I want to know how this series ends, because seriously, the plot is engaging, the characters – minus Carter – are enjoyable, and this book ends on a cliffhanger, and I want to know what happens next. But Carter makes it really hard for me. In the first book, I could forgive some of his flaws. But here…he turns from a slightly-controlling person into a self-righteous, controlling alpha male (or at least, he acts like an alpha) who tries to control Lily’s every move. When Lily gets hurt, he starts acting like a raving maniac. I understand freaking out because someone you love is in danger, I do, but he’s just over the top. Lily would be so much better off without him. If he acts this controlling so soon in their relationship, that only predicts trouble for the future.

Also, I’m not sure what it is with YA literature, and with controlling, sometimes even abusive boyfriends. There’s nothing even remotely fun about having a person around who controls your every move. So why do these heroines seem to find that endaring?

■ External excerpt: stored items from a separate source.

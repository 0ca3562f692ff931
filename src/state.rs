// SPDX-License-Identifier: AGPL-3.0-or-later
//
// Copyright (C) 2026 Relational Network

use std::sync::Arc;

use crate::ledger::LedgerDb;
use crate::providers::paystack::PaystackClient;

#[derive(Clone)]
pub struct AppState {
    pub ledger: Arc<LedgerDb>,
    pub paystack: Arc<PaystackClient>,
}

impl AppState {
    pub fn new(ledger: LedgerDb, paystack: PaystackClient) -> Self {
        Self {
            ledger: Arc::new(ledger),
            paystack: Arc::new(paystack),
        }
    }
}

I found Lily and Carter’s story rather boring here. We find out a bit more about the Ticks, about who is behind all this, and life in camp. Those are the interesting tidbits. There’s a few tick attacks, some action moments, but all in all, the book falls for the same trap a thousand other books have fallen into before: the love trap. Suddenly the Lily/Carter romance is more important than how the world has gone to hell, and than surviving in a world full of Ticks. Right.

Mel and Sebastian now, I found their story a lot more intriguing. I was afraid Mel would become a dull, run-down-the-mill character now she lost her autism thanks to changing into a vampire, but luckily that wasn’t the case. Vampires here are pretty terrifying, and that’s just about the best part about them. Sebastian was still awesome because I had trouble figuring out his endgame, which made him about ten times as intriguing as the rest of the characters.

I’m going to read the third book for completion’s sake, and because I want to read more about Mel, Sebastian, and maybe even Lily. Carter is a douche, and I wouldn’t mind if he got killed off in a random Tick attack.

Writing was okay, as usual, but there’s a lot of switching between first and third person POV, and present and past tense. Overall, the book didn’t flow that well.